[Opening Exercise data section]

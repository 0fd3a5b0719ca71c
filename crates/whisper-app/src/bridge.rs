//! Backend-to-application translation layer.
//!
//! The [`Bridge`] owns the collaborator handles and the live room channel.
//! It executes [`crate::AppAction`]s as requests against the backend and
//! translates completions and failures back into [`crate::AppEvent`]s.
//! Every write is fire-and-forget: a failure surfaces as a transient notice
//! and the attempt is over - nothing is retried.

use std::sync::Arc;

use chrono::DateTime;
use whisper_client::{MediaUpload, SessionAction, SessionEvent};
use whisper_core::backend::{Backend, ChannelEvent, RoomChannel};
use whisper_core::env::Environment;
use whisper_core::{MessageBody, NewMessage, NewRoom, PresenceState, RoomId, Session};

use crate::{AppAction, AppEvent};

/// Bridge between the App state machine and the backend collaborators.
///
/// Generic over [`Environment`] so presence timestamps and the channel
/// lifecycle behave identically in production and in simulation.
pub struct Bridge<E: Environment> {
    backend: Arc<dyn Backend>,
    env: E,
    /// The actor the bridge writes as. Mirrors the App's session.
    session: Option<Session>,
    /// The one live channel for the active room.
    channel: Option<Box<dyn RoomChannel>>,
}

impl<E: Environment> Bridge<E> {
    /// Create a bridge over the given backend.
    pub fn new(backend: Arc<dyn Backend>, env: E) -> Self {
        Self { backend, env, session: None, channel: None }
    }

    /// Whether a room channel is currently live.
    pub fn has_channel(&self) -> bool {
        self.channel.is_some()
    }

    /// Next event from the live channel.
    ///
    /// Pends forever while no channel is attached, so this can sit in a
    /// `select!` arm unconditionally. Returns `None` when the channel
    /// closes; call [`Bridge::drop_channel`] then.
    pub async fn next_channel_event(&mut self) -> Option<ChannelEvent> {
        match self.channel.as_mut() {
            Some(channel) => channel.recv().await,
            None => std::future::pending().await,
        }
    }

    /// Forget a channel that reported closure.
    pub fn drop_channel(&mut self) {
        self.channel = None;
    }

    /// Translate a channel event into an application event.
    pub fn channel_event(event: ChannelEvent) -> AppEvent<E::Instant> {
        match event {
            ChannelEvent::Attached => AppEvent::Session(SessionEvent::Attached),
            ChannelEvent::MessageInserted(message) => {
                AppEvent::Session(SessionEvent::MessageInserted(message))
            },
            ChannelEvent::PresenceSync(snapshot) => {
                AppEvent::Session(SessionEvent::PresenceSynced(snapshot))
            },
        }
    }

    /// Execute an action and return resulting events.
    pub async fn execute(&mut self, action: AppAction) -> Vec<AppEvent<E::Instant>> {
        match action {
            AppAction::Render | AppAction::Quit => vec![],
            AppAction::SignIn { email, password } => self.sign_in(&email, &password, false).await,
            AppAction::SignUp { email, password } => self.sign_in(&email, &password, true).await,
            AppAction::SignOut => self.sign_out().await,
            AppAction::FetchRooms => match self.backend.rooms().await {
                Ok(rooms) => vec![AppEvent::RoomsLoaded(rooms)],
                Err(error) => {
                    tracing::warn!(%error, "room list fetch failed");
                    vec![AppEvent::Error { message: "Failed to load rooms".into() }]
                },
            },
            AppAction::CreateRoom(room) => self.create_room(room).await,
            AppAction::DeleteRoom(room_id) => self.delete_room(room_id).await,
            AppAction::VerifyJoin { room_id, password } => {
                self.verify_join(room_id, &password).await
            },
            AppAction::Session(action) => self.execute_session(action).await,
        }
    }

    async fn sign_in(
        &mut self,
        email: &str,
        password: &str,
        register: bool,
    ) -> Vec<AppEvent<E::Instant>> {
        let result = if register {
            self.backend.sign_up(email, password).await
        } else {
            self.backend.sign_in(email, password).await
        };

        match result {
            Ok(session) => {
                tracing::info!(email = %session.email, "signed in");
                self.session = Some(session.clone());
                vec![AppEvent::SignedIn(session)]
            },
            Err(error) => vec![AppEvent::Error { message: error.to_string() }],
        }
    }

    async fn sign_out(&mut self) -> Vec<AppEvent<E::Instant>> {
        self.close_channel();
        if let Some(session) = self.session.take()
            && let Err(error) = self.backend.sign_out(&session).await
        {
            tracing::warn!(%error, "sign-out request failed");
        }
        vec![AppEvent::SignedOut]
    }

    async fn create_room(&mut self, room: NewRoom) -> Vec<AppEvent<E::Instant>> {
        let Some(session) = self.session.clone() else {
            return vec![AppEvent::Error { message: "not signed in".into() }];
        };

        match self.backend.create_room(room, &session).await {
            Ok(created) => vec![AppEvent::RoomCreated(created)],
            Err(error) => vec![AppEvent::Error { message: error.to_string() }],
        }
    }

    async fn delete_room(&mut self, room_id: RoomId) -> Vec<AppEvent<E::Instant>> {
        let Some(session) = self.session.clone() else {
            return vec![AppEvent::Error { message: "not signed in".into() }];
        };

        match self.backend.delete_room(room_id, &session).await {
            Ok(()) => vec![AppEvent::RoomDeleted(room_id)],
            Err(error) => vec![AppEvent::Error { message: error.to_string() }],
        }
    }

    async fn verify_join(&mut self, room_id: RoomId, password: &str) -> Vec<AppEvent<E::Instant>> {
        match self.backend.room(room_id).await {
            Ok(room) if room.verify_password(password) => vec![AppEvent::JoinVerified(room_id)],
            Ok(_) => vec![AppEvent::Error { message: "Incorrect password".into() }],
            Err(error) => {
                tracing::warn!(%error, %room_id, "join verification failed");
                vec![AppEvent::Error { message: "Failed to verify password".into() }]
            },
        }
    }

    async fn execute_session(&mut self, action: SessionAction) -> Vec<AppEvent<E::Instant>> {
        match action {
            SessionAction::Render => vec![],
            SessionAction::FetchRoom(room_id) => match self.backend.room(room_id).await {
                Ok(room) => vec![AppEvent::Session(SessionEvent::RoomLoaded(room))],
                Err(error) => {
                    tracing::warn!(%error, %room_id, "room fetch failed");
                    vec![AppEvent::Error { message: "Failed to load room".into() }]
                },
            },
            SessionAction::FetchHistory(room_id) => match self.backend.messages(room_id).await {
                Ok(history) => vec![AppEvent::Session(SessionEvent::HistoryLoaded(history))],
                Err(error) => {
                    tracing::warn!(%error, %room_id, "history fetch failed");
                    vec![AppEvent::Error { message: "Failed to load messages".into() }]
                },
            },
            SessionAction::AttachChannel(room_id) => match self.backend.attach(room_id).await {
                Ok(channel) => {
                    self.channel = Some(channel);
                    vec![]
                },
                Err(error) => {
                    tracing::warn!(%error, %room_id, "channel attach failed");
                    vec![AppEvent::Error { message: "Failed to connect to room".into() }]
                },
            },
            SessionAction::Track { typing } => {
                self.track(typing).await;
                vec![]
            },
            SessionAction::InsertMessage(message) => {
                match self.backend.insert_message(message).await {
                    // The committed row comes back on the channel
                    Ok(_) => vec![],
                    Err(error) => {
                        tracing::warn!(%error, "message insert failed");
                        vec![AppEvent::Error { message: "Failed to send message".into() }]
                    },
                }
            },
            SessionAction::UploadMedia(upload) => self.upload_media(upload).await,
            SessionAction::CloseChannel => {
                self.close_channel();
                vec![]
            },
        }
    }

    /// Publish the actor's presence state. Best-effort: failures are logged,
    /// never surfaced - typing state is inherently stale anyway.
    async fn track(&mut self, typing: bool) {
        let (Some(channel), Some(session)) = (self.channel.as_ref(), self.session.as_ref()) else {
            return;
        };

        let online_at =
            DateTime::from_timestamp(self.env.wall_clock_secs() as i64, 0).unwrap_or_default();
        let state = PresenceState::online(session.email.clone(), online_at).with_typing(typing);
        if let Err(error) = channel.track(state).await {
            tracing::warn!(%error, "presence track failed");
        }
    }

    /// Upload bytes, resolve the public URL, insert the referencing message.
    ///
    /// Two sequential requests with no atomicity: an upload that succeeds
    /// before a failed insert strands the stored object, which is logged and
    /// otherwise left alone.
    async fn upload_media(&mut self, upload: MediaUpload) -> Vec<AppEvent<E::Instant>> {
        let Some(session) = self.session.clone() else {
            return vec![
                AppEvent::Session(SessionEvent::UploadFinished),
                AppEvent::Error { message: "not signed in".into() },
            ];
        };

        let MediaUpload { room_id, path, data, content_type, kind, file_name } = upload;
        if let Err(error) = self.backend.upload(&path, data, &content_type).await {
            tracing::warn!(%error, %path, "object upload failed");
            return vec![
                AppEvent::Session(SessionEvent::UploadFinished),
                AppEvent::Error { message: "Failed to upload file".into() },
            ];
        }

        let url = self.backend.public_url(&path);
        let message = NewMessage {
            room_id,
            sender_id: session.user_id,
            sender_email: session.email,
            body: MessageBody::Media { kind, url, file_name },
        };
        match self.backend.insert_message(message).await {
            Ok(_) => vec![
                AppEvent::Session(SessionEvent::UploadFinished),
                AppEvent::Info { message: format!("{} uploaded successfully", kind.label()) },
            ],
            Err(error) => {
                tracing::warn!(%error, %path, "message insert failed, stored object stranded");
                vec![
                    AppEvent::Session(SessionEvent::UploadFinished),
                    AppEvent::Error { message: "Failed to upload file".into() },
                ]
            },
        }
    }

    fn close_channel(&mut self) {
        if let Some(mut channel) = self.channel.take() {
            channel.close();
        }
    }
}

[Closing Exercise data section]

The expected answer is an exact copy of the lines above, beginning at the line with "Backend-to-application translation layer." and ending at the line with "impl<E: Environment> Bridge<E>", with both ends in.

- Output below -
//! Backend-to-application translation layer.
//!
//! The [`Bridge`] owns the collaborator handles and the live room channel.
//! It executes [`crate::AppAction`]s as requests against the backend and
//! translates completions and failures back into [`crate::AppEvent`]s.
//! Every write is fire-and-forget: a failure surfaces as a transient notice
//! and the attempt is over - nothing is retried.

use std::sync::Arc;

use chrono::DateTime;
use whisper_client::{MediaUpload, SessionAction, SessionEvent};
use whisper_core::backend::{Backend, ChannelEvent, RoomChannel};
use whisper_core::env::Environment;
use whisper_core::{MessageBody, NewMessage, NewRoom, PresenceState, RoomId, Session};

use crate::{AppAction, AppEvent};

/// Bridge between the App state machine and the backend collaborators.
///
/// Generic over [`Environment`] so presence timestamps and the channel
/// lifecycle behave identically in production and in simulation.
pub struct Bridge<E: Environment> {
    backend: Arc<dyn Backend>,
    env: E,
    /// The actor the bridge writes as. Mirrors the App's session.
    session: Option<Session>,
    /// The one live channel for the active room.
    channel: Option<Box<dyn RoomChannel>>,
}

impl<E: Environment> Bridge<E> {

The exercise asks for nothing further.